Don’t you miss anniversaries? We celebrate our anniversary as the day we met, so we still have hoopla. We give each other cards and do nice things because we want to commemorate the moment that we first laid eyes on each other. The first thing he gave me was a peanut butter cookie, at the conference where we met. If we have a spat, he gives me a peanut butter cookie.

#3 Gay Marriage
Samantha Aulick, 41, and Alexa Lemley, 38
Columbus, Indiana
They fell in love as teenagers, when Samantha—Sam—took a job at the catering company owned by Alexa’s parents. Both went off to college and on to other female partners, though they remained friends. Sam lived in Maryland, Alexa in Kentucky. In 2000, Alexa returned to the catering company to be its executive chef; Sam went back in 2005 to handle sales. Working together, they rekindled their relationship, and have been together seven years. “We’ll get married as soon as it’s legal in Indiana,” says Sam.

Nine states and the District of Columbia now recognize gay marriage, and 50 percent of Americans support it, according to recent national surveys. The latest census shows 646,464 same-sex households in the U.S., a number that has nearly doubled since 2000. Among that group, 131,729 couples identified themselves as married. Many gay-rights advocates believe both figures to be low. Sam reflects:

On Small-town life We’ve found acceptance. We’re an out couple in a very conservative rural community; we’ve had people tell us that until they met us, they didn’t believe gays and lesbians deserved rights. We love each other very much, and it’s obvious.

Why not a civil partnership? Marriage legitimizes the relationship in the eyes of other people. We want the respect and legal protection a marriage provides, especially if we have children. A civil partnership doesn’t offer that.

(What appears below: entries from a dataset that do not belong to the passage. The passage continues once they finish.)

//! Derive a filesystem path from a [`Digest`], and reassemble a digest from
//! such a path. A `Segment` transform rewrites filesystem-unsafe base64
//! characters to literal tokens, composed with a `Group` transform that
//! buckets the segmented characters into nested directory names for
//! fan-out control.

use std::path::{Component, Path, PathBuf};

use conveyor_digest::Digest;

use crate::{Compose, Error, Transform};

/// `g(n)` returns the width of the `n`-th path component produced by
/// [`Group`]. Callers tune directory fan-out by shaping this function.
pub type Granulation = std::sync::Arc<dyn Fn(usize) -> usize + Send + Sync>;

fn segment_char(c: char) -> String {
    match c {
        '+' => "plus".to_string(),
        '/' => "slash".to_string(),
        '=' => "equal".to_string(),
        other => other.to_string(),
    }
}

fn desegment_token(token: &str) -> String {
    match token {
        "plus" => "+".to_string(),
        "slash" => "/".to_string(),
        "equal" => "=".to_string(),
        other => other.to_string(),
    }
}

/// `Digest -> Vec<String>`: one entry per character, filesystem-unsafe
/// base64 characters rewritten to literal words.
#[derive(Clone, Copy, Debug, Default)]
pub struct Segment;

/// Inverse of [`Segment`].
#[derive(Clone, Copy, Debug, Default)]
pub struct Desegment;

impl Transform<Digest, Vec<String>> for Segment {
    type Inverse = Desegment;

    fn apply(&self, input: Digest) -> Result<Vec<String>, Error> {
        Ok(input.string().chars().map(segment_char).collect())
    }

    fn invert(&self) -> Desegment {
        Desegment
    }
}

impl Transform<Vec<String>, Digest> for Desegment {
    type Inverse = Segment;

    fn apply(&self, input: Vec<String>) -> Result<Digest, Error> {
        let joined: String = input.into_iter().map(|s| desegment_token(&s)).collect();
        Digest::from_base64(&joined).map_err(|e| Error::Trusted(e.to_string()))
    }

    fn invert(&self) -> Segment {
        Segment
    }
}

/// `Vec<String> -> PathBuf`: buckets single-character segments into nested
/// directory names of widths given by `granulation`; multi-character
/// segments (the literal `plus`/`slash`/`equal` tokens) pass through as
/// their own path component.
#[derive(Clone)]
pub struct Group {
    granulation: Granulation,
}

impl Group {
    pub fn new(granulation: Granulation) -> Self {
        Group { granulation }
    }
}

impl std::fmt::Debug for Group {
    fn fmt(&self, f: &mut std::fmt::Formatter<'_>) -> std::fmt::Result {
        f.debug_struct("Group").finish_non_exhaustive()
    }
}

/// Inverse of [`Group`]; needs the same granulation function to know where
/// grouped components end and literal tokens begin is unnecessary here —
/// grouped components are recognized because they are exactly one
/// character wide once split, while literal tokens are the fixed set
/// `{plus, slash, equal}`.
#[derive(Clone)]
pub struct Ungroup {
    granulation: Granulation,
}

impl std::fmt::Debug for Ungroup {
    fn fmt(&self, f: &mut std::fmt::Formatter<'_>) -> std::fmt::Result {
        f.debug_struct("Ungroup").finish_non_exhaustive()
    }
}

fn is_literal_token(s: &str) -> bool {
    matches!(s, "plus" | "slash" | "equal")
}

impl Transform<Vec<String>, PathBuf> for Group {
    type Inverse = Ungroup;

    fn apply(&self, input: Vec<String>) -> Result<PathBuf, Error> {
        let mut components = Vec::new();
        let mut buffer = String::new();
        let mut n = 0usize;

        for element in input {
            if element.chars().count() == 1 {
                buffer.push_str(&element);
                if buffer.chars().count() == (self.granulation)(n) {
                    components.push(buffer.clone());
                    buffer.clear();
                    n += 1;
                }
            } else {
                if !buffer.is_empty() {
                    components.push(buffer.clone());
                    buffer.clear();
                    n += 1;
                }
                components.push(element);
                n += 1;
            }
        }
        if !buffer.is_empty() {
            components.push(buffer);
        }

        Ok(components.into_iter().collect())
    }

    fn invert(&self) -> Ungroup {
        Ungroup {
            granulation: self.granulation.clone(),
        }
    }
}

impl Transform<PathBuf, Vec<String>> for Ungroup {
    type Inverse = Group;

    fn apply(&self, input: PathBuf) -> Result<Vec<String>, Error> {
        let mut result = Vec::new();
        for component in input.components() {
            let Component::Normal(part) = component else {
                continue;
            };
            let part = part.to_string_lossy();
            if is_literal_token(&part) {
                result.push(part.to_string());
            } else {
                result.extend(part.chars().map(|c| c.to_string()));
            }
        }
        Ok(result)
    }

    fn invert(&self) -> Group {
        Group {
            granulation: self.granulation.clone(),
        }
    }
}

/// `Segment + Group(granulation)`: the full digest-to-path transform.
pub type PathifyTransform = Compose<Segment, Group>;
/// Inverse of [`PathifyTransform`]: reassembles a digest from a path.
pub type UnpathifyTransform = Compose<Ungroup, Desegment>;

/// Builds the composed digest-to-path transform.
pub struct Pathify;

impl Pathify {
    pub fn new(granulation: Granulation) -> PathifyTransform {
        Compose(Segment, Group::new(granulation))
    }
}

/// A granulation that yields `width`-character directory components for
/// every position — the common case (e.g. `constant(2)` for two-level
/// fan-out of two hex/base64 characters per directory).
pub fn constant(width: usize) -> Granulation {
    std::sync::Arc::new(move |_n: usize| width)
}

pub fn path_of(granulation: &Granulation, digest: Digest) -> Result<PathBuf, Error> {
    Pathify::new(granulation.clone()).apply(digest)
}

pub fn digest_of(granulation: &Granulation, path: &Path) -> Result<Digest, Error> {
    Pathify::new(granulation.clone()).invert().apply(path.to_path_buf())
}

#[cfg(test)]
mod tests {
    use super::*;
    use pretty_assertions::assert_eq;

    #[test]
    fn roundtrips_through_segment_and_group() {
        let digest = Digest::of(b"pathify me");
        let g = constant(2);
        let path = path_of(&g, digest).unwrap();
        let recovered = digest_of(&g, &path).unwrap();
        assert_eq!(recovered, digest);
    }

    #[test]
    fn filesystem_unsafe_characters_become_literal_components() {
        // 32 bytes of 0xFF base64-encodes to forty '/' characters, an '8',
        // and one padding '=' — a digest guaranteed to exercise both the
        // slash and equal rewrite branches.
        let encoded = "/".repeat(40) + "//8=";
        let digest = Digest::from_base64(&encoded).unwrap();

        let segmented = Segment.apply(digest).unwrap();
        assert!(segmented.iter().any(|s| s == "slash"));
        assert_eq!(segmented.last().unwrap(), "equal");
        for s in &segmented {
            assert!(!s.contains('+') && !s.contains('/') && !s.contains('='));
        }

        let recovered = Desegment.apply(segmented).unwrap();
        assert_eq!(recovered, digest);
    }
}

Wedding dreams We have about 10 different scenarios: taking friends and family to Europe or to a lovely place in Maine. We’ve also thought about having a big to-do, because marriage is a celebration of unity and community. (“We want to have kids,” adds Alexa, “but I’m a good Catholic girl; I’d like to be married first.”)

#4 Ricochet Marriage
Cozy Meyer, 49, and Joe Newman, 48
Las Vegas
Cozy and Joe met at their California junior high; then her family moved to another district. When she was 17 and he was 19, a friend fixed them up, and they married a few months later, in 1983. Joe was in the Navy and often away. When he was assigned to another base, Cozy decided not to move with him, but the divorce was amicable. She later remarried and had two sons, now grown.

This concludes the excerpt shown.